What should you do when a snake spits in your eyes? Forget about those home remedies. A simple solution is the best solution.
There are five “spitting” snakes in southern Africa – the rinkhals (Hemachatus haemachatus), the Mozambique spitting cobra (Naja mossambica), the black spitting cobra (Naja nigricincta woodi), the western barred spitting cobra – also known as the zebra cobra (Naja nigricincta nigricincta) – and, just entering Namibia from Angola and Zambia, the black-necked spitting cobra (Naja nigricollis).
All of these snakes have the ability to “spit” their venom up to 3m through the air. They perform the act by putting pressure on the venom glands and forcing the venom through the fangs. The small exit hole in the bottom of the fangs is angled forward, as opposed to being angled downwards as in other venomous snakes.
When spitting, the snake aims at the target’s eyes and can be very accurate. There is evidence that if a snake spits at you while you are moving, it will anticipate your movement and spit ahead of you so that the venom still gets into your eyes. When spat at, you will usually get venom in your eyes, face, chest and arms, but it only does damage to the eyes. The rest of the venom can simply be washed off with water.
Venom in the eyes is extremely painful, and feels as though sand mixed with something like petrol is in your eyes.
In my new book, Snakes and Snakebite in Southern Africa, I recommend the following:
¥ Immediately flush the venom from the eyes with running water.
¥ Place the victim’s head under a running tap and keep it there for 15-20 minutes,
holding the eyes open and flushing out as much of the venom as possible.
¥ Take the victim to a doctor who can prescribe anti-inflammatory eye drops and run tests to assess the extent of the damage.
¥ If there is no access to water, then milk, beer, cold drink or even urine can be used, but water works best. There is no evidence that milk is more effective than water.
¥ In most instances, the eyes recover fully within a few days, and cases of permanent damage are quite rare.
Most doctors will use medicine such as chloramphenicol, a broad-spectrum antibiotic cream, which is inexpensive and widely used in the developing world.
When it comes to the eyes, the treatment and effect of venom is exactly the same in animals as in humans, though it is worth noting that dogs seem to suffer particularly badly when they get venom in their eyes.
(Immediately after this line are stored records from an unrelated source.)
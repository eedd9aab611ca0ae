/*!
This module holds the option types that control how comparers treat their inputs.
*/

/**
Selects the rules used to compare, equate and hash strings.

**This defaults to [`StringComparison::Ordinal`].**
*/
#[derive(Clone, Copy, Debug, Default, Eq, Hash, PartialEq)]
pub enum StringComparison {
    /// Compare the UTF-8 bytes of the strings.
    #[default]
    Ordinal,

    /**
    Compare the strings character by character after mapping every character to upper case.

    This is the mode to use for file names, identifiers and other machine facing text where
    `"File.txt"` and `"FILE.TXT"` should be treated as the same value.
    */
    OrdinalIgnoreCase,

    /**
    Compare the strings the way a locale-invariant collation would.

    Letters are first compared without regard to case so that `"ann"` sorts before `"Bob"`. Ties are
    broken by case, with lower case sorting before upper case, and finally by the ordinal ordering.
    Two strings only compare as equal when they are ordinally equal.
    */
    InvariantCulture,

    /// Like [`StringComparison::InvariantCulture`] but strings differing only in case are equal.
    InvariantCultureIgnoreCase,
}

/// Public methods
impl StringComparison {
    /**
    Map a case-insensitivity flag to a comparison mode.

    Case-insensitive comparisons are ordinal, case-sensitive ones are culture-style. The two are
    not mirror images of each other: `"ann"` and `"Bob"` order differently under each.
    */
    pub fn from_case_insensitive(case_insensitive: bool) -> Self {
        if case_insensitive {
            StringComparison::OrdinalIgnoreCase
        } else {
            StringComparison::InvariantCulture
        }
    }

    /// Returns `true` if strings differing only in letter case are considered equal.
    pub fn ignores_case(&self) -> bool {
        matches!(
            self,
            StringComparison::OrdinalIgnoreCase | StringComparison::InvariantCultureIgnoreCase
        )
    }
}

/**
The direction a sequence is sorted in.

**This defaults to [`SortOrder::Ascending`].**
*/
#[derive(Clone, Copy, Debug, Default, Eq, Hash, PartialEq)]
pub enum SortOrder {
    /// Smallest element first.
    #[default]
    Ascending,

    /// Largest element first. Equal elements still keep their input order.
    Descending,
}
The late Roger Blaylock, in the book Snakes of Zimbabwe and Botswana, mentioned that doctors sometimes used local anaesthetic eye drops on a single occasion to overcome pain. After the application of the antibiotic ointment, most victims recovered within 24-48 hours. He says that anti-venom or steroids are unnecessary, and that home remedies often make matters worse.
A recent debate was triggered in social media when it was recommended that, for venom a dog’s eyes, they should be washed in milk, followed by tea bags being placed over the eyes, as the tannin was said to neutralise the venom. It sounded like a snake-oil story to me, so I approached Dr Colin Tilbury and Prof Andrew Leisewitz for their comments. Colin is one of the most experienced snakebite doctors in Africa, while Andrew works at Onderstepoort Animal Hospital, where he regularly deals with snakes bites and venom attacks on animals.
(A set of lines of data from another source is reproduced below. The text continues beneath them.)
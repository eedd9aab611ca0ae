/*!
Composable equality comparers.

An [`EqualityComparer`] pairs an equality function with a hash function. Callers must keep the
two consistent: whenever `equals(a, b)` holds, `hash_of(a)` must equal `hash_of(b)`. This is not
checked.

Values can be keyed by an [`EqualityComparer`] in standard hashed collections by wrapping them in
[`Equated`].
*/

use std::collections::HashMap;
use std::fmt;
use std::hash::{Hash, Hasher};
use std::sync::Arc;

use crate::options::StringComparison;
use crate::utils::hashing::natural_hash;

/// A shareable equality function.
pub type EqualsFn<T> = Arc<dyn Fn(&T, &T) -> bool + Send + Sync>;

/// A shareable hash function.
pub type HashFn<T> = Arc<dyn Fn(&T) -> u64 + Send + Sync>;

/// An interface for structs that decide equality and produce matching hashes.
pub trait EqualityComparator<T: ?Sized> {
    /// Returns `true` if `a` and `b` are equal.
    fn equals(&self, a: &T, b: &T) -> bool;

    /**
    Return the hash of `value`.

    # Invariants

    1. If `equals(a, b)` is true then `hash_of(a) == hash_of(b)`.
    */
    fn hash_of(&self, value: &T) -> u64;
}

impl EqualityComparator<str> for StringComparison {
    fn equals(&self, a: &str, b: &str) -> bool {
        StringComparison::equals(self, a, b)
    }

    fn hash_of(&self, value: &str) -> u64 {
        StringComparison::hash(self, value)
    }
}

impl EqualityComparator<String> for StringComparison {
    fn equals(&self, a: &String, b: &String) -> bool {
        StringComparison::equals(self, a, b)
    }

    fn hash_of(&self, value: &String) -> u64 {
        StringComparison::hash(self, value)
    }
}

/// A composable equality comparer wrapping an equality function and a hash function.
pub struct EqualityComparer<T: ?Sized> {
    equals: EqualsFn<T>,
    hash: HashFn<T>,
}

/// Construction
impl<T: ?Sized + 'static> EqualityComparer<T> {
    /**
    Wrap an equality function and an optional hash function.

    If `hash` is not provided, the intrinsic [`Hash`] implementation of `T` is used. It is up to the
    caller to make sure that stays consistent with `equals`.
    */
    pub fn from_fns<E>(equals: E, hash: Option<HashFn<T>>) -> Self
    where
        T: Hash,
        E: Fn(&T, &T) -> bool + Send + Sync + 'static,
    {
        let hash = hash.unwrap_or_else(|| Arc::new(|value: &T| natural_hash(value)));
        Self {
            equals: Arc::new(equals),
            hash,
        }
    }

    /// Wrap an equality function and hash with the intrinsic [`Hash`] implementation of `T`.
    pub fn from_equals<E>(equals: E) -> Self
    where
        T: Hash,
        E: Fn(&T, &T) -> bool + Send + Sync + 'static,
    {
        Self::from_fns(equals, None)
    }

    /// Wrap an equality function and a hash function.
    pub fn from_fns_with_hash<E, H>(equals: E, hash: H) -> Self
    where
        E: Fn(&T, &T) -> bool + Send + Sync + 'static,
        H: Fn(&T) -> u64 + Send + Sync + 'static,
    {
        Self {
            equals: Arc::new(equals),
            hash: Arc::new(hash),
        }
    }

    /// Wrap any other [`EqualityComparator`] implementation.
    pub fn from_comparator<C>(comparator: C) -> Self
    where
        C: EqualityComparator<T> + Send + Sync + 'static,
    {
        let comparator = Arc::new(comparator);
        let hasher = Arc::clone(&comparator);
        Self::from_fns_with_hash(
            move |a, b| comparator.equals(a, b),
            move |value| hasher.hash_of(value),
        )
    }

    /// An equality comparer using the intrinsic [`Eq`] and [`Hash`] implementations of `T`.
    pub fn natural() -> Self
    where
        T: Eq + Hash,
    {
        Self::from_fns_with_hash(|a: &T, b: &T| a == b, |value: &T| natural_hash(value))
    }

    /// Equate values by the natural equality and hash of the key produced by `selector`.
    pub fn by_key<K, S>(selector: S) -> Self
    where
        K: Eq + Hash + 'static,
        S: Fn(&T) -> K + Send + Sync + 'static,
    {
        let selector = Arc::new(selector);
        let hash_selector = Arc::clone(&selector);
        Self::from_fns_with_hash(
            move |a, b| selector(a) == selector(b),
            move |value| natural_hash(&hash_selector(value)),
        )
    }

    /// Equate values by the natural equality and hash of a key borrowed from the value.
    pub fn by_key_ref<K, S>(selector: S) -> Self
    where
        K: Eq + Hash + ?Sized + 'static,
        S: for<'a> Fn(&'a T) -> &'a K + Send + Sync + 'static,
    {
        let selector = Arc::new(selector);
        let hash_selector = Arc::clone(&selector);
        Self::from_fns_with_hash(
            move |a, b| selector(a) == selector(b),
            move |value| natural_hash(hash_selector(value)),
        )
    }

    /// Equate values by comparing the key produced by `selector` with `key_comparer`.
    pub fn by_key_with<K, S, C>(selector: S, key_comparer: C) -> Self
    where
        K: 'static,
        S: Fn(&T) -> K + Send + Sync + 'static,
        C: EqualityComparator<K> + Send + Sync + 'static,
    {
        let selector = Arc::new(selector);
        let hash_selector = Arc::clone(&selector);
        let key_comparer = Arc::new(key_comparer);
        let key_hasher = Arc::clone(&key_comparer);
        Self::from_fns_with_hash(
            move |a, b| key_comparer.equals(&selector(a), &selector(b)),
            move |value| key_hasher.hash_of(&hash_selector(value)),
        )
    }

    /**
    Equate values by the key produced by `selector` using raw functions.

    `equals` and `hash` may each be omitted independently. An omitted function falls back to the
    intrinsic [`Eq`] or [`Hash`] implementation of `K`.
    */
    pub fn by_key_with_fns<K, S>(
        selector: S,
        equals: Option<EqualsFn<K>>,
        hash: Option<HashFn<K>>,
    ) -> Self
    where
        K: Eq + Hash + 'static,
        S: Fn(&T) -> K + Send + Sync + 'static,
    {
        let equals = equals.unwrap_or_else(|| Arc::new(|a: &K, b: &K| a == b));
        let hash = hash.unwrap_or_else(|| Arc::new(|value: &K| natural_hash(value)));
        Self::by_key_with(selector, EqualityComparer::<K> { equals, hash })
    }

    /**
    Equate values by a string key.

    When `case_insensitive` is `true` the keys are equated ordinally without regard to case.
    Otherwise the keys must be identical, following the
    [`StringComparison::InvariantCulture`] rules.
    */
    pub fn by_string_key<S>(selector: S, case_insensitive: bool) -> Self
    where
        S: for<'a> Fn(&'a T) -> &'a str + Send + Sync + 'static,
    {
        let comparison = StringComparison::from_case_insensitive(case_insensitive);
        Self::by_string_key_with(selector, comparison)
    }

    /// Equate values by a string key under the given [`StringComparison`] mode.
    pub fn by_string_key_with<S>(selector: S, comparison: StringComparison) -> Self
    where
        S: for<'a> Fn(&'a T) -> &'a str + Send + Sync + 'static,
    {
        let selector = Arc::new(selector);
        let hash_selector = Arc::clone(&selector);
        Self::from_fns_with_hash(
            move |a, b| comparison.equals(selector(a), selector(b)),
            move |value| comparison.hash(hash_selector(value)),
        )
    }
}

/// Invocation
impl<T: ?Sized> EqualityComparer<T> {
    /**
    Returns `true` if `a` and `b` are equal according to the wrapped equality function.

    A panic raised by a wrapped function is not caught.
    */
    pub fn equals(&self, a: &T, b: &T) -> bool {
        (self.equals)(a, b)
    }

    /// Return the hash of `value` according to the wrapped hash function.
    pub fn hash_of(&self, value: &T) -> u64 {
        (self.hash)(value)
    }
}

/// Helpers over collections
impl<T> EqualityComparer<T> {
    /// Wrap `value` so that it is hashed and compared with this comparer.
    pub fn wrap(&self, value: T) -> Equated<T> {
        Equated {
            value,
            comparer: self.clone(),
        }
    }

    /**
    Return the distinct values in `values`.

    The first occurrence of every group of equal values is kept and the input order is preserved.
    */
    pub fn distinct<I: IntoIterator<Item = T>>(&self, values: I) -> Vec<T> {
        let mut distinct_values: Vec<T> = vec![];
        let mut buckets: HashMap<u64, Vec<usize>> = HashMap::new();
        for value in values {
            let bucket = buckets.entry(self.hash_of(&value)).or_default();
            let is_duplicate = bucket
                .iter()
                .any(|&idx| self.equals(&distinct_values[idx], &value));
            if !is_duplicate {
                bucket.push(distinct_values.len());
                distinct_values.push(value);
            }
        }

        distinct_values
    }
}

impl<T: ?Sized> EqualityComparator<T> for EqualityComparer<T> {
    fn equals(&self, a: &T, b: &T) -> bool {
        EqualityComparer::equals(self, a, b)
    }

    fn hash_of(&self, value: &T) -> u64 {
        EqualityComparer::hash_of(self, value)
    }
}

impl<T: ?Sized> Clone for EqualityComparer<T> {
    fn clone(&self) -> Self {
        Self {
            equals: Arc::clone(&self.equals),
            hash: Arc::clone(&self.hash),
        }
    }
}

impl<T: ?Sized> fmt::Debug for EqualityComparer<T> {
    fn fmt(&self, f: &mut fmt::Formatter<'_>) -> fmt::Result {
        f.debug_struct("EqualityComparer").finish_non_exhaustive()
    }
}

/**
A value that implements [`Eq`] and [`Hash`] through an [`EqualityComparer`].

Two [`Equated`] values are expected to carry equivalent comparers. Comparisons always use the
comparer of the left-hand side.
*/
#[derive(Clone)]
pub struct Equated<T> {
    value: T,
    comparer: EqualityComparer<T>,
}

impl<T> Equated<T> {
    /// Get a reference to the wrapped value.
    pub fn get(&self) -> &T {
        &self.value
    }

    /// Unwrap the value.
    pub fn into_inner(self) -> T {
        self.value
    }
}

impl<T> PartialEq for Equated<T> {
    fn eq(&self, other: &Self) -> bool {
        self.comparer.equals(&self.value, &other.value)
    }
}

impl<T> Eq for Equated<T> {}

impl<T> Hash for Equated<T> {
    fn hash<H: Hasher>(&self, state: &mut H) {
        state.write_u64(self.comparer.hash_of(&self.value));
    }
}

impl<T: fmt::Debug> fmt::Debug for Equated<T> {
    fn fmt(&self, f: &mut fmt::Formatter<'_>) -> fmt::Result {
        f.debug_tuple("Equated").field(&self.value).finish()
    }
}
Colin said: “Water is definitely the number one choice – free-flowing over the eyes for 20 minutes. There is no evidence that urine or tea bags have any benefit. I can tell you that urine squirted into a normal eye is painful, so I cannot imagine what it would do to an inflamed eye. Urine should only be used if nothing else is available.”
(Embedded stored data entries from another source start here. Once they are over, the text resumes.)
//! See documentation for [`GeometryType`].

use std::fmt::{Display, Formatter};

#[cfg(feature = "serde")]
use serde::{Deserialize, Serialize};

/// Kind of a geometry.
///
/// Every concrete geometry reports its kind through [`Geometry::geometry_type`](crate::Geometry::geometry_type).
/// Types that have no OGC counterpart (`Circle`, `ArrowLineString`, `Raster`) are listed as separate kinds but map to
/// the nearest OGC code when one exists.
#[derive(Debug, Copy, Clone, PartialEq, Eq, Hash)]
#[cfg_attr(feature = "serde", derive(Serialize, Deserialize))]
pub enum GeometryType {
    /// 2d point.
    Point,
    /// Point with a Z ordinate.
    Point3d,
    /// Open or closed curve.
    LineString,
    /// Closed simple curve.
    LinearRing,
    /// Surface bounded by an exterior ring, with optional holes.
    Polygon,
    /// Analytic circle.
    Circle,
    /// Line with an arrowhead.
    ArrowLineString,
    /// Set of points.
    MultiPoint,
    /// Set of curves.
    MultiLineString,
    /// Set of polygons.
    MultiPolygon,
    /// Heterogeneous set of geometries.
    GeometryCollection,
    /// Image bound by a rectangle.
    Raster,
}

impl GeometryType {
    /// Name of the type as used in well-known text.
    pub fn name(&self) -> &'static str {
        match self {
            GeometryType::Point => "Point",
            GeometryType::Point3d => "Point",
            GeometryType::LineString => "LineString",
            GeometryType::LinearRing => "LinearRing",
            GeometryType::Polygon => "Polygon",
            GeometryType::Circle => "Circle",
            GeometryType::ArrowLineString => "ArrowLineString",
            GeometryType::MultiPoint => "MultiPoint",
            GeometryType::MultiLineString => "MultiLineString",
            GeometryType::MultiPolygon => "MultiPolygon",
            GeometryType::GeometryCollection => "GeometryCollection",
            GeometryType::Raster => "Raster",
        }
    }

    /// ISO well-known binary type code. `None` for types that have no binary representation.
    pub fn wkb_code(&self) -> Option<u32> {
        match self {
            GeometryType::Point => Some(1),
            GeometryType::Point3d => Some(1001),
            GeometryType::LineString | GeometryType::LinearRing => Some(2),
            GeometryType::Polygon => Some(3),
            GeometryType::MultiPoint => Some(4),
            GeometryType::MultiLineString | GeometryType::ArrowLineString => Some(5),
            GeometryType::MultiPolygon => Some(6),
            GeometryType::GeometryCollection => Some(7),
            GeometryType::Circle | GeometryType::Raster => None,
        }
    }

    /// Topological dimension: 0 for points, 1 for curves, 2 for surfaces. Collections report the dimension of their
    /// element type; the heterogeneous collection reports `None`.
    pub fn dimension(&self) -> Option<u8> {
        match self {
            GeometryType::Point | GeometryType::Point3d | GeometryType::MultiPoint => Some(0),
            GeometryType::LineString
            | GeometryType::LinearRing
            | GeometryType::ArrowLineString
            | GeometryType::MultiLineString => Some(1),
            GeometryType::Polygon
            | GeometryType::Circle
            | GeometryType::MultiPolygon
            | GeometryType::Raster => Some(2),
            GeometryType::GeometryCollection => None,
        }
    }
}

impl Display for GeometryType {
    fn fmt(&self, f: &mut Formatter<'_>) -> std::fmt::Result {
        f.write_str(self.name())
    }
}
Andrew said: “There is no evidence that I am aware of that tea bags, milk, urine (or anything else for that matter) is more beneficial than a good rinse of the cornea. The best option would be an isotonic fluid, so I recommend that a one-litre bag of Ringers lactate or saline be used in each eye under some pressure.
“I normally cut the nipple where the IV line would be inserted, and then squeeze the bag into the eye. This course of action is really painful, so heavy sedation may be necessary.
“Sometimes there is such severe swelling of the membranous structures immediately around the eye that you cannot actually see the cornea. If this is the case, I suggest general anaesthesia so that the eye can be forcibly opened for the rinsing to take place.”
An antibiotic ointment on the eye is never a bad idea. Avoid applying steroids to the eye as the cornea is usually very badly ulcerated, and steroids will not help the healing. Systemic steroids (a short course of three days or so) can help with pain and swelling.
Washing the venom out of the eye is very important. If an isotonic fluid is not available, water is the next best thing. If water is not available, then any non-irritating fluid should be used.
The cornea is a very resilient organ and healing is usually complete.
So there you have it – forget about milk, urine, tea bags and home remedies. Fifteen to 20 minutes under a tap is best, or if you have access to Ringer’s lactate or saline, use that.
I have had snake venom in my eyes on many occasions, and have never had any serious complications.